*** Opening of Records supplied ***

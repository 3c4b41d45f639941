//! SMTP reply parsing.

use std::fmt::{self, Display};

use crate::error::{ClientError, Result};

/// One line of a reply.
#[derive(Debug, Clone, PartialEq, Eq)]
pub struct ResponseLine {
    pub code: u16,
    /// `false` for `250-` continuation lines.
    pub is_last: bool,
    pub message: String,
}

/// A complete, possibly multi-line, reply.
#[derive(Debug, Clone, PartialEq, Eq)]
pub struct Response {
    pub code: u16,
    pub lines: Vec<String>,
}

impl Response {
    #[must_use]
    pub const fn new(code: u16, lines: Vec<String>) -> Self {
        Self { code, lines }
    }

    /// All lines joined by newlines.
    #[must_use]
    pub fn message(&self) -> String {
        self.lines.join("\n")
    }

    #[must_use]
    pub const fn is_success(&self) -> bool {
        self.code >= 200 && self.code < 300
    }

    /// `true` for the 3xx replies that ask for more input, such as 354.
    #[must_use]
    pub const fn is_intermediate(&self) -> bool {
        self.code >= 300 && self.code < 400
    }

    #[must_use]
    pub const fn is_temporary_error(&self) -> bool {
        self.code >= 400 && self.code < 500
    }

    #[must_use]
    pub const fn is_permanent_error(&self) -> bool {
        self.code >= 500 && self.code < 600
    }

    /// Whether an EHLO reply advertises `keyword`. The first line is the
    /// server's greeting and is never a keyword.
    #[must_use]
    pub fn has_extension(&self, keyword: &str) -> bool {
        self.lines.iter().skip(1).any(|line| {
            line.split_ascii_whitespace()
                .next()
                .is_some_and(|word| word.eq_ignore_ascii_case(keyword))
        })
    }

    /// Parse a single reply line without its line ending.
    ///
    /// # Errors
    ///
    /// Returns `ClientError::Parse` if the line does not start with a three
    /// digit code followed by a space, a dash or nothing.
    pub fn parse_line(line: &str) -> Result<ResponseLine> {
        let code = line
            .get(..3)
            .filter(|code| code.bytes().all(|byte| byte.is_ascii_digit()))
            .and_then(|code| code.parse::<u16>().ok())
            .ok_or_else(|| ClientError::Parse(format!("Invalid status code in '{line}'")))?;

        let is_last = match line.as_bytes().get(3) {
            None | Some(b' ') => true,
            Some(b'-') => false,
            Some(other) => {
                return Err(ClientError::Parse(format!(
                    "Invalid separator '{}' in '{line}'",
                    char::from(*other)
                )));
            }
        };

        Ok(ResponseLine {
            code,
            is_last,
            message: line.get(4..).unwrap_or_default().to_string(),
        })
    }

    /// Parse one complete reply from the front of `buffer`.
    ///
    /// Returns the reply and the number of bytes it used, or `None` when the
    /// final line has not arrived yet.
    ///
    /// # Errors
    ///
    /// Returns `ClientError::Parse` for malformed lines, or when the lines of
    /// a multi-line reply disagree on the code.
    pub fn parse_response(buffer: &[u8]) -> Result<Option<(Self, usize)>> {
        let mut consumed = 0;
        let mut code = None;
        let mut lines = Vec::new();

        while let Some(end) = buffer[consumed..].iter().position(|&byte| byte == b'\n') {
            let raw = &buffer[consumed..consumed + end];
            consumed += end + 1;

            let raw = raw.strip_suffix(b"\r").unwrap_or(raw);
            if raw.is_empty() {
                continue;
            }

            let line = Self::parse_line(&String::from_utf8_lossy(raw))?;
            match code {
                None => code = Some(line.code),
                Some(expected) if expected != line.code => {
                    return Err(ClientError::Parse(format!(
                        "Status code mismatch in multi-line response: expected {expected}, got {}",
                        line.code
                    )));
                }
                Some(_) => {}
            }

            lines.push(line.message);
            if line.is_last {
                return Ok(Some((Self::new(line.code, lines), consumed)));
            }
        }

        Ok(None)
    }
}

impl Display for Response {
    fn fmt(&self, f: &mut fmt::Formatter<'_>) -> fmt::Result {
        write!(f, "{} {}", self.code, self.lines.join(" "))
    }
}

#[cfg(test)]
#[allow(clippy::unwrap_used)]
mod tests {
    use pretty_assertions::assert_eq;

    use super::*;

    #[test]
    fn single_line() {
        assert_eq!(
            Response::parse_line("220 mx.example.com ESMTP").unwrap(),
            ResponseLine {
                code: 220,
                is_last: true,
                message: "mx.example.com ESMTP".to_string(),
            }
        );
        assert!(Response::parse_line("250").unwrap().is_last);
    }

    #[test]
    fn bad_lines() {
        assert!(Response::parse_line("2x0 nope").is_err());
        assert!(Response::parse_line("25").is_err());
        assert!(Response::parse_line("250+odd").is_err());
    }

    #[test]
    fn multi_line_ehlo() {
        let data = b"250-mx.example.com\r\n250-SIZE 10000000\r\n250-STARTTLS\r\n250 HELP\r\n";
        let (response, consumed) = Response::parse_response(data).unwrap().unwrap();

        assert_eq!(response.code, 250);
        assert_eq!(
            response.lines,
            vec!["mx.example.com", "SIZE 10000000", "STARTTLS", "HELP"]
        );
        assert_eq!(consumed, data.len());
        assert!(response.has_extension("starttls"));
        assert!(!response.has_extension("mx.example.com"));
    }

    #[test]
    fn incomplete_and_pipelined() {
        assert!(
            Response::parse_response(b"250-mx.example.com\r\n250-SIZE")
                .unwrap()
                .is_none()
        );

        let data = b"250 OK\r\n354 Go ahead\r\n";
        let (first, consumed) = Response::parse_response(data).unwrap().unwrap();
        assert_eq!(first.code, 250);
        assert_eq!(consumed, 8);

        let (second, _) = Response::parse_response(&data[consumed..]).unwrap().unwrap();
        assert!(second.is_intermediate());
    }

    #[test]
    fn mismatched_codes() {
        assert!(Response::parse_response(b"250-a\r\n251 b\r\n").is_err());
    }

    #[test]
    fn classification_and_display() {
        let rejected = Response::new(550, vec!["No such user".to_string()]);
        assert!(rejected.is_permanent_error());
        assert!(!rejected.is_success());
        assert_eq!(rejected.to_string(), "550 No such user");

        assert!(Response::new(451, vec![]).is_temporary_error());
    }
}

*** Close of Records supplied ***

All of the data above should be set down again exactly.

repository 3c4b41d45f639941
//! SMTP reply parsing.

use std::fmt::{self, Display};

use crate::error::{ClientError, Result};

/// One line of a reply.
#[derive(Debug, Clone, PartialEq, Eq)]
pub struct ResponseLine {
    pub code: u16,
    /// `false` for `250-` continuation lines.
    pub is_last: bool,
    pub message: String,
}

/// A complete, possibly multi-line, reply.
#[derive(Debug, Clone, PartialEq, Eq)]
pub struct Response {
    pub code: u16,
    pub lines: Vec<String>,
}

impl Response {
    #[must_use]
    pub const fn new(code: u16, lines: Vec<String>) -> Self {
        Self { code, lines }
    }

    /// All lines joined by newlines.
    #[must_use]
    pub fn message(&self) -> String {
        self.lines.join("\n")
    }

    #[must_use]
    pub const fn is_success(&self) -> bool {
        self.code >= 200 && self.code < 300
    }

    /// `true` for the 3xx replies that ask for more input, such as 354.
    #[must_use]
    pub const fn is_intermediate(&self) -> bool {
        self.code >= 300 && self.code < 400
    }

    #[must_use]
    pub const fn is_temporary_error(&self) -> bool {
        self.code >= 400 && self.code < 500
    }

    #[must_use]
    pub const fn is_permanent_error(&self) -> bool {
        self.code >= 500 && self.code < 600
    }

    /// Whether an EHLO reply advertises `keyword`. The first line is the
    /// server's greeting and is never a keyword.
    #[must_use]
    pub fn has_extension(&self, keyword: &str) -> bool {
        self.lines.iter().skip(1).any(|line| {
            line.split_ascii_whitespace()
                .next()
                .is_some_and(|word| word.eq_ignore_ascii_case(keyword))
        })
    }

    /// Parse a single reply line without its line ending.
    ///
    /// # Errors
    ///
    /// Returns `ClientError::Parse` if the line does not start with a three
    /// digit code followed by a space, a dash or nothing.
    pub fn parse_line(line: &str) -> Result<ResponseLine> {
        let code = line
            .get(..3)
            .filter(|code| code.bytes().all(|byte| byte.is_ascii_digit()))
            .and_then(|code| code.parse::<u16>().ok())
            .ok_or_else(|| ClientError::Parse(format!("Invalid status code in '{line}'")))?;

        let is_last = match line.as_bytes().get(3) {
            None | Some(b' ') => true,
            Some(b'-') => false,
            Some(other) => {
                return Err(ClientError::Parse(format!(
                    "Invalid separator '{}' in '{line}'",
                    char::from(*other)
                )));
            }
        };

        Ok(ResponseLine {
            code,
            is_last,
            message: line.get(4..).unwrap_or_default().to_string(),
        })
    }

    /// Parse one complete reply from the front of `buffer`.
    ///
    /// Returns the reply and the number of bytes it used, or `None` when the
    /// final line has not arrived yet.
    ///
    /// # Errors
    ///
    /// Returns `ClientError::Parse` for malformed lines, or when the lines of
    /// a multi-line reply disagree on the code.
    pub fn parse_response(buffer: &[u8]) -> Result<Option<(Self, usize)>> {
        let mut consumed = 0;
        let mut code = None;
        let mut lines = Vec::new();

        while let Some(end) = buffer[consumed..].iter().position(|&byte| byte == b'\n') {
            let raw = &buffer[consumed..consumed + end];
            consumed += end + 1;

            let raw = raw.strip_suffix(b"\r").unwrap_or(raw);
            if raw.is_empty() {
                continue;
            }

            let line = Self::parse_line(&String::from_utf8_lossy(raw))?;
            match code {
                None => code = Some(line.code),
                Some(expected) if expected != line.code => {
                    return Err(ClientError::Parse(format!(
                        "Status code mismatch in multi-line response: expected {expected}, got {}",
                        line.code
                    )));
                }
                Some(_) => {}
            }

            lines.push(line.message);
            if line.is_last {
                return Ok(Some((Self::new(line.code, lines), consumed)));
            }
        }

        Ok(None)
    }
}

impl Display for Response {
    fn fmt(&self, f: &mut fmt::Formatter<'_>) -> fmt::Result {
        write!(f, "{} {}", self.code, self.lines.join(" "))
    }
}

#[cfg(test)]
#[allow(clippy::unwrap_used)]
mod tests {
    use pretty_assertions::assert_eq;

    use super::*;

    #[test]
    fn single_line() {
        assert_eq!(
            Response::parse_line("220 mx.example.com ESMTP").unwrap(),
            ResponseLine {
                code: 220,
                is_last: true,
                message: "mx.example.com ESMTP".to_string(),
            }
        );
        assert!(Response::parse_line("250").unwrap().is_last);
    }

    #[test]
    fn bad_lines() {
        assert!(Response::parse_line("2x0 nope").is_err());
        assert!(Response::parse_line("25").is_err());
        assert!(Response::parse_line("250+odd").is_err());
    }

    #[test]
    fn multi_line_ehlo() {
        let data = b"250-mx.example.com\r\n250-SIZE 10000000\r\n250-STARTTLS\r\n250 HELP\r\n";
        let (response, consumed) = Response::parse_response(data).unwrap().unwrap();

        assert_eq!(response.code, 250);
        assert_eq!(
            response.lines,
            vec!["mx.example.com", "SIZE 10000000", "STARTTLS", "HELP"]
        );
        assert_eq!(consumed, data.len());
        assert!(response.has_extension("starttls"));
        assert!(!response.has_extension("mx.example.com"));
    }

    #[test]
    fn incomplete_and_pipelined() {
        assert!(
            Response::parse_response(b"250-mx.example.com\r\n250-SIZE")
                .unwrap()
                .is_none()
        );

        let data = b"250 OK\r\n354 Go ahead\r\n";
        let (first, consumed) = Response::parse_response(data).unwrap().unwrap();
        assert_eq!(first.code, 250);
        assert_eq!(consumed, 8);

        let (second, _) = Response::parse_response(&data[consumed..]).unwrap().unwrap();
        assert!(second.is_intermediate());
    }

    #[test]
    fn mismatched_codes() {
        assert!(Response::parse_response(b"250-a\r\n251 b\r\n").is_err());
    }

    #[test]
    fn classification_and_display() {
        let rejected = Response::new(550, vec!["No such user".to_string()]);
        assert!(rejected.is_permanent_error());
        assert!(!rejected.is_success());
        assert_eq!(rejected.to_string(), "550 No such user");

        assert!(Response::new(451, vec![]).is_temporary_error());
    }
}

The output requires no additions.